Desert island books
Oct. 10th, 2006 05:39 pm![[identity profile]](https://www.dreamwidth.org/img/silk/identity/openid.png)
![[community profile]](https://www.dreamwidth.org/img/silk/identity/community.png)
I just moved to America (okay, it's not quite a desert island) and had to make agonising choices about which books to bring. Specifically about which AF books to bring. My final list was: The Cricket Term, The Attic Term, Falconer's Lure, Run Away Home and Players Boy. The last one made it because it's new and I've only read it a couple of times. I'm starting to wonder if I'll miss End of Term when it gets nearer Christmas. But the others are just books I can't live without.

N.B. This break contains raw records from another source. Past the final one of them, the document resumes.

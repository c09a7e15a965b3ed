//! Source of "today" for horizon anchoring.

use chrono::{Local, NaiveDate};

pub trait Clock: Send + Sync {
    fn today(&self) -> NaiveDate;
}

/// Local calendar date of the host.
#[derive(Debug, Clone, Copy, Default)]
pub struct SystemClock;

impl Clock for SystemClock {
    fn today(&self) -> NaiveDate {
        Local::now().date_naive()
    }
}

/// Always returns the same date. Used by tests and replay tooling.
#[derive(Debug, Clone, Copy, PartialEq, Eq)]
pub struct FixedClock(pub NaiveDate);

impl Clock for FixedClock {
    fn today(&self) -> NaiveDate {
        self.0
    }
}
//! Point-in-time exceptions applied on top of recurrence rules.
//!
//! # Invariants
//! - At most one exception exists per `(task_id, target_date)`; writing a
//!   second one replaces the first.
//! - The override load exists iff the kind is `OverrideLoad` (it lives inside
//!   the variant).

use crate::model::task::{validate_load, OwnerId, TaskId};
use chrono::NaiveDate;
use serde::{Deserialize, Serialize};
use thiserror::Error;
use uuid::Uuid;

/// Stable exception identifier.
pub type ExceptionId = Uuid;

#[derive(Debug, Clone, PartialEq, Error)]
pub enum ExceptionValidationError {
    #[error("override load {0} is outside [0.0, 10.0]")]
    OverrideLoadOutOfRange(f64),
}

/// What an exception does to its `(task, date)` occurrence.
#[derive(Debug, Clone, Copy, PartialEq, Serialize, Deserialize)]
#[serde(tag = "type", rename_all = "SCREAMING_SNAKE_CASE")]
pub enum ExceptionKind {
    /// Absolute veto: no occurrence on that day.
    Suppress,
    /// Replaces the load of an occurrence the rule produced.
    OverrideLoad { load: f64 },
    /// Adds an occurrence regardless of the rule.
    ForceInclude,
}

impl ExceptionKind {
    pub fn as_str(self) -> &'static str {
        match self {
            Self::Suppress => "SUPPRESS",
            Self::OverrideLoad { .. } => "OVERRIDE_LOAD",
            Self::ForceInclude => "FORCE_INCLUDE",
        }
    }

    /// Rebuilds a kind from its stored `(type, override_load)` columns.
    pub fn from_parts(kind: &str, override_load: Option<f64>) -> Option<Self> {
        match (kind, override_load) {
            ("SUPPRESS", None) => Some(Self::Suppress),
            ("OVERRIDE_LOAD", Some(load)) => Some(Self::OverrideLoad { load }),
            ("FORCE_INCLUDE", None) => Some(Self::ForceInclude),
            _ => None,
        }
    }

    pub fn override_load(self) -> Option<f64> {
        match self {
            Self::OverrideLoad { load } => Some(load),
            Self::Suppress | Self::ForceInclude => None,
        }
    }
}

/// Exception record for one task occurrence.
#[derive(Debug, Clone, PartialEq, Serialize, Deserialize)]
pub struct TaskException {
    pub id: ExceptionId,
    pub owner_id: OwnerId,
    pub task_id: TaskId,
    pub target_date: NaiveDate,
    pub kind: ExceptionKind,
    /// Free-text reason shown to the owner.
    pub reason: Option<String>,
}

impl TaskException {
    pub fn new(
        owner_id: OwnerId,
        task_id: TaskId,
        target_date: NaiveDate,
        kind: ExceptionKind,
    ) -> Self {
        Self {
            id: Uuid::new_v4(),
            owner_id,
            task_id,
            target_date,
            kind,
            reason: None,
        }
    }

    pub fn with_reason(mut self, reason: impl Into<String>) -> Self {
        self.reason = Some(reason.into());
        self
    }

    pub fn validate(&self) -> Result<(), ExceptionValidationError> {
        if let ExceptionKind::OverrideLoad { load } = self.kind {
            validate_load(load).map_err(|_| ExceptionValidationError::OverrideLoadOutOfRange(load))?;
        }
        Ok(())
    }
}
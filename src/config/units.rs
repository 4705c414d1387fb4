//! Unit types for physical quantities.
//!
//! Provides type-safe representations of frequencies, voltages, step counts
//! and normalized analog commands to prevent unit confusion at compile time.

use core::ops::{Add, Neg};

use serde::Deserialize;

use crate::error::CommandError;

/// Frequency in hertz.
///
/// Used both for the UI sampling rate and for the device step clock.
#[derive(Debug, Clone, Copy, PartialEq, PartialOrd, Default, Deserialize)]
#[cfg_attr(feature = "defmt", derive(defmt::Format))]
#[serde(transparent)]
pub struct Hertz(pub f32);

impl Hertz {
    /// Create a new Hertz value.
    #[inline]
    pub const fn new(value: f32) -> Self {
        Self(value)
    }

    /// Get the raw value.
    #[inline]
    pub const fn value(self) -> f32 {
        self.0
    }

    /// Finite and strictly positive.
    #[inline]
    pub fn is_positive(self) -> bool {
        self.0.is_finite() && self.0 > 0.0
    }

    /// Period of one cycle in nanoseconds (saturating, `u32::MAX` for 0 Hz).
    #[inline]
    pub fn period_ns(self) -> u32 {
        if !self.is_positive() {
            return u32::MAX;
        }
        let ns = 1.0e9 / self.0;
        if ns >= u32::MAX as f32 {
            u32::MAX
        } else {
            ns as u32
        }
    }
}

/// Drive voltage in volts.
#[derive(Debug, Clone, Copy, PartialEq, PartialOrd, Default, Deserialize)]
#[cfg_attr(feature = "defmt", derive(defmt::Format))]
#[serde(transparent)]
pub struct Volts(pub f32);

impl Volts {
    /// Create a new Volts value.
    #[inline]
    pub const fn new(value: f32) -> Self {
        Self(value)
    }

    /// Get the raw value.
    #[inline]
    pub const fn value(self) -> f32 {
        self.0
    }
}

/// Signed motor step count.
///
/// Positive moves step "up", negative moves step "down".
#[derive(Debug, Clone, Copy, PartialEq, Eq, PartialOrd, Ord, Default)]
#[cfg_attr(feature = "defmt", derive(defmt::Format))]
pub struct Steps(pub i64);

impl Steps {
    /// Zero steps.
    pub const ZERO: Self = Self(0);

    /// Create a new Steps value.
    #[inline]
    pub const fn new(value: i64) -> Self {
        Self(value)
    }

    /// Get the raw value.
    #[inline]
    pub const fn value(self) -> i64 {
        self.0
    }

    /// Get absolute value as u64.
    #[inline]
    pub fn abs(self) -> u64 {
        self.0.unsigned_abs()
    }

    /// Whether this is a zero-length move.
    #[inline]
    pub const fn is_zero(self) -> bool {
        self.0 == 0
    }
}

impl Add for Steps {
    type Output = Self;

    fn add(self, rhs: Self) -> Self::Output {
        Self(self.0 + rhs.0)
    }
}

impl Neg for Steps {
    type Output = Self;

    fn neg(self) -> Self::Output {
        Self(-self.0)
    }
}

/// Normalized analog command in `[-1.0, 1.0]`.
///
/// Validated at construction; out-of-range values and NaN are rejected
/// rather than clamped.
#[derive(Debug, Clone, Copy, PartialEq, PartialOrd, Default)]
#[cfg_attr(feature = "defmt", derive(defmt::Format))]
pub struct AnalogCommand(f32);

impl AnalogCommand {
    /// Neutral (no motion) command.
    pub const ZERO: Self = Self(0.0);
    /// Lower bound.
    pub const MIN: f32 = -1.0;
    /// Upper bound.
    pub const MAX: f32 = 1.0;

    /// Create a new command with validation.
    ///
    /// # Errors
    ///
    /// Returns `CommandError::OutOfRange` if the value is outside `[-1.0, 1.0]`.
    pub fn new(value: f32) -> Result<Self, CommandError> {
        if Self::is_valid(value) {
            Ok(Self(value))
        } else {
            Err(CommandError::OutOfRange(value))
        }
    }

    /// Get the raw value.
    #[inline]
    pub const fn value(self) -> f32 {
        self.0
    }

    /// Check if a value is a valid command.
    #[inline]
    pub fn is_valid(value: f32) -> bool {
        (Self::MIN..=Self::MAX).contains(&value)
    }
}

/// Closed interval `[min, max]`, written as `[min, max]` in TOML.
#[derive(Debug, Clone, Copy, PartialEq, Deserialize)]
#[cfg_attr(feature = "defmt", derive(defmt::Format))]
pub struct ValueRange(pub f32, pub f32);

impl ValueRange {
    /// Create a new range.
    #[inline]
    pub const fn new(min: f32, max: f32) -> Self {
        Self(min, max)
    }

    /// Lower bound.
    #[inline]
    pub const fn min(self) -> f32 {
        self.0
    }

    /// Upper bound.
    #[inline]
    pub const fn max(self) -> f32 {
        self.1
    }

    /// Check the range is ordered (min <= max).
    #[inline]
    pub fn is_valid(self) -> bool {
        self.0 <= self.1
    }

    /// Check if a value lies within the range (inclusive).
    #[inline]
    pub fn contains(self, value: f32) -> bool {
        value >= self.0 && value <= self.1
    }
}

So which would make it onto your list?
no subject
Date: 2006-10-12 05:46 pm (UTC)The Marlows And The Traitor I first read as an adult, and it doesn't quite feel as woven into my life as the ones I found between the ages of nine-or-so and fourteen. Ditto for Falconer's Lure; I like the neat, unsparing, unemotional portrayal of the internal and external upheavals caused by Jon's death, but like Nicola with The Lamplighter, I'm not making room on my desert island for a book with even the offstage death of a cat in it, and that's that.

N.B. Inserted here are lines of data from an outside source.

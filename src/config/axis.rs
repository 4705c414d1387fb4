//! Axis identifiers and the fixed set of driven axis slots.

use core::fmt;

use heapless::String;
use serde::de::{self, Deserializer, SeqAccess, Visitor};
use serde::Deserialize;

use crate::error::{self, bounded, ConfigError, Error};

/// Maximum number of independently driven axes.
pub const MAX_AXES: usize = 3;

/// Axis name, e.g. `"x"` (max 16 chars).
pub type AxisId = String<16>;

/// Ordered axis slots; `None` marks a disabled slot.
///
/// In TOML the slots are a list of at most three names, where an empty
/// string disables a slot and missing trailing entries are disabled:
///
/// ```toml
/// axes = ["x", "", "z"]
/// ```
#[derive(Debug, Clone, PartialEq, Eq)]
pub struct AxisSlots([Option<AxisId>; MAX_AXES]);

impl AxisSlots {
    /// No axes enabled.
    pub const fn empty() -> Self {
        Self([None, None, None])
    }

    /// Build slots from names, `None` or `""` disabling a slot.
    ///
    /// # Errors
    ///
    /// `ConfigError::InvalidAxisName` for a name longer than 16 chars.
    pub fn from_names(names: [Option<&str>; MAX_AXES]) -> error::Result<Self> {
        let mut slots = Self::empty();
        for (slot, name) in slots.0.iter_mut().zip(names) {
            *slot = match name.filter(|n| !n.is_empty()) {
                Some(n) => Some(axis_id(n)?),
                None => None,
            };
        }
        Ok(slots)
    }

    /// Slot contents in order.
    pub fn slots(&self) -> &[Option<AxisId>; MAX_AXES] {
        &self.0
    }

    /// Active axes with their slot index, in slot order.
    pub fn active(&self) -> impl Iterator<Item = (usize, &str)> {
        self.0
            .iter()
            .enumerate()
            .filter_map(|(i, slot)| slot.as_ref().map(|id| (i, id.as_str())))
    }

    /// Slot index of a named axis.
    pub fn index_of(&self, axis: &str) -> Option<usize> {
        self.active().find(|(_, id)| *id == axis).map(|(i, _)| i)
    }

    /// Whether the axis is driven.
    pub fn contains(&self, axis: &str) -> bool {
        self.index_of(axis).is_some()
    }

    /// First active axis, if any.
    pub fn first(&self) -> Option<&str> {
        self.active().next().map(|(_, id)| id)
    }

    /// Number of active axes.
    pub fn active_count(&self) -> usize {
        self.active().count()
    }
}

/// Checked conversion of a name into an [`AxisId`].
///
/// # Errors
///
/// `ConfigError::InvalidAxisName` for a name longer than 16 chars.
pub fn axis_id(name: &str) -> error::Result<AxisId> {
    AxisId::try_from(name).map_err(|_| Error::Config(ConfigError::InvalidAxisName(bounded(name))))
}

impl Default for AxisSlots {
    fn default() -> Self {
        Self([Some(bounded("x")), Some(bounded("y")), None])
    }
}

impl<'de> Deserialize<'de> for AxisSlots {
    fn deserialize<D>(deserializer: D) -> Result<Self, D::Error>
    where
        D: Deserializer<'de>,
    {
        struct SlotsVisitor;

        impl<'de> Visitor<'de> for SlotsVisitor {
            type Value = AxisSlots;

            fn expecting(&self, f: &mut fmt::Formatter) -> fmt::Result {
                write!(f, "a list of at most {} axis names", MAX_AXES)
            }

            fn visit_seq<A>(self, mut seq: A) -> Result<Self::Value, A::Error>
            where
                A: SeqAccess<'de>,
            {
                let mut slots = AxisSlots::empty();
                let mut count = 0;
                while let Some(name) = seq.next_element::<String<32>>()? {
                    if count >= MAX_AXES {
                        return Err(de::Error::invalid_length(count + 1, &self));
                    }
                    if !name.is_empty() {
                        let id = AxisId::try_from(name.as_str()).map_err(|_| {
                            de::Error::invalid_value(
                                de::Unexpected::Str(name.as_str()),
                                &"an axis name of at most 16 chars",
                            )
                        })?;
                        slots.0[count] = Some(id);
                    }
                    count += 1;
                }
                Ok(slots)
            }
        }

        deserializer.deserialize_seq(SlotsVisitor)
    }
}
//! Entry point for the per-component tests under `tests/unit/`.

mod unit;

The Ready-Made Family and The Thuggery Affair are both 'issue' books and both give too much time, in my opinion, to characters I'm not particularly interested in - I'd be sorry to leave them, but not sorry enough to leave Autumn Term or End Of Term out of the suitcase in their favour.
I can put the historicals back on the shelf without a pang.

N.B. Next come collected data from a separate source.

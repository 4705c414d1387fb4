//! Shared test doubles: a device that records every call and a scheduler
//! driven by hand.

#![allow(dead_code)]

use std::sync::{Arc, Mutex};
use std::time::Duration;

use stepper_jog::error::{DeviceError, Error};
use stepper_jog::{Hertz, Result, Scheduler, StepperDevice, Steps, Volts};

/// One device call.
#[derive(Debug, Clone, PartialEq)]
pub enum Call {
    Frequency(String, f32),
    Voltage(String, f32),
    Move(String, i64),
    StopAll,
}

/// Records calls into a shared log; optionally fails moves on one axis.
#[derive(Debug, Clone, Default)]
pub struct RecordingDevice {
    log: Arc<Mutex<Vec<Call>>>,
    failing_axis: Option<String>,
}

impl RecordingDevice {
    pub fn new() -> Self {
        Self::default()
    }

    pub fn failing_on(axis: &str) -> Self {
        Self {
            failing_axis: Some(axis.to_owned()),
            ..Self::default()
        }
    }

    pub fn calls(&self) -> Vec<Call> {
        self.log.lock().unwrap().clone()
    }

    pub fn moves(&self) -> Vec<(String, i64)> {
        self.calls()
            .into_iter()
            .filter_map(|c| match c {
                Call::Move(axis, steps) => Some((axis, steps)),
                _ => None,
            })
            .collect()
    }

    pub fn stop_count(&self) -> usize {
        self.calls().iter().filter(|c| **c == Call::StopAll).count()
    }

    pub fn clear(&self) {
        self.log.lock().unwrap().clear();
    }

    fn record(&self, call: Call) {
        self.log.lock().unwrap().push(call);
    }
}

impl StepperDevice for RecordingDevice {
    fn set_frequency(&mut self, axis: &str, frequency: Hertz) -> Result<()> {
        self.record(Call::Frequency(axis.to_owned(), frequency.value()));
        Ok(())
    }

    fn set_voltage(&mut self, axis: &str, voltage: Volts) -> Result<()> {
        self.record(Call::Voltage(axis.to_owned(), voltage.value()));
        Ok(())
    }

    fn move_steps(&mut self, axis: &str, steps: Steps) -> Result<()> {
        self.record(Call::Move(axis.to_owned(), steps.value()));
        if self.failing_axis.as_deref() == Some(axis) {
            return Err(Error::Device(DeviceError::Timeout));
        }
        Ok(())
    }

    fn stop_all(&mut self) -> Result<()> {
        self.record(Call::StopAll);
        Ok(())
    }
}

#[derive(Debug, Default)]
struct ManualState {
    armed: Option<Duration>,
    arm_count: usize,
    cancel_count: usize,
}

/// Scheduler that only records; tests call `tick()` themselves.
#[derive(Debug, Clone, Default)]
pub struct ManualScheduler {
    state: Arc<Mutex<ManualState>>,
}

impl ManualScheduler {
    pub fn new() -> Self {
        Self::default()
    }

    /// Delay of the pending deadline, if armed.
    pub fn armed(&self) -> Option<Duration> {
        self.state.lock().unwrap().armed
    }

    pub fn arm_count(&self) -> usize {
        self.state.lock().unwrap().arm_count
    }

    pub fn cancel_count(&self) -> usize {
        self.state.lock().unwrap().cancel_count
    }

    /// Consume the pending deadline as if it fired.
    pub fn fire(&self) -> bool {
        self.state.lock().unwrap().armed.take().is_some()
    }
}

impl Scheduler for ManualScheduler {
    fn arm(&self, delay: Duration) {
        let mut state = self.state.lock().unwrap();
        state.armed = Some(delay);
        state.arm_count += 1;
    }

    fn cancel(&self) {
        let mut state = self.state.lock().unwrap();
        state.armed = None;
        state.cancel_count += 1;
    }
}
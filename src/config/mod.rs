//! Configuration module for stepper-jog.
//!
//! Provides types for loading and validating the drive loop, stepper
//! controller and joystick configuration from TOML files (with `std`
//! feature) or pre-parsed data.

mod anc300;
mod axis;
mod drive;
mod joystick;
mod system;
pub mod units;
#[cfg(feature = "std")]
mod loader;
mod validation;

pub use anc300::{Anc300AxisConfig, Anc300Config, InterfaceKind};
pub use axis::{axis_id, AxisId, AxisSlots, MAX_AXES};
pub use drive::LoopConfig;
pub use joystick::{AxisBinding, JoystickConfig, MAX_BINDINGS};
pub use system::SystemConfig;
pub use validation::{validate_config, validate_drive};

#[cfg(feature = "std")]
pub use loader::{load_config, parse_config};

// Re-export unit types at config level
pub use units::{AnalogCommand, Hertz, Steps, ValueRange, Volts};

Run Away Home, again, I'd be sorry to leave - but I didn't even realise it existed until the 1990s, so it hasn't made quite such a place for itself in my mental reading-room. Ask me again in twenty-five years. :)
no subject
Date: 2006-10-12 09:44 pm (UTC)I'm interested in your point about books that have become part of your life. I can never decide when (probably, if) I ever get on the real Desert Island discs, I'd want a book I know and love - that's become part of my life - or whether I should take the risk and go for something I've wanted to read but not got round to.
In my actual packing, Player's Boy made it in precisely because it's new to me and I thought I'd enjoy being able to re-read it.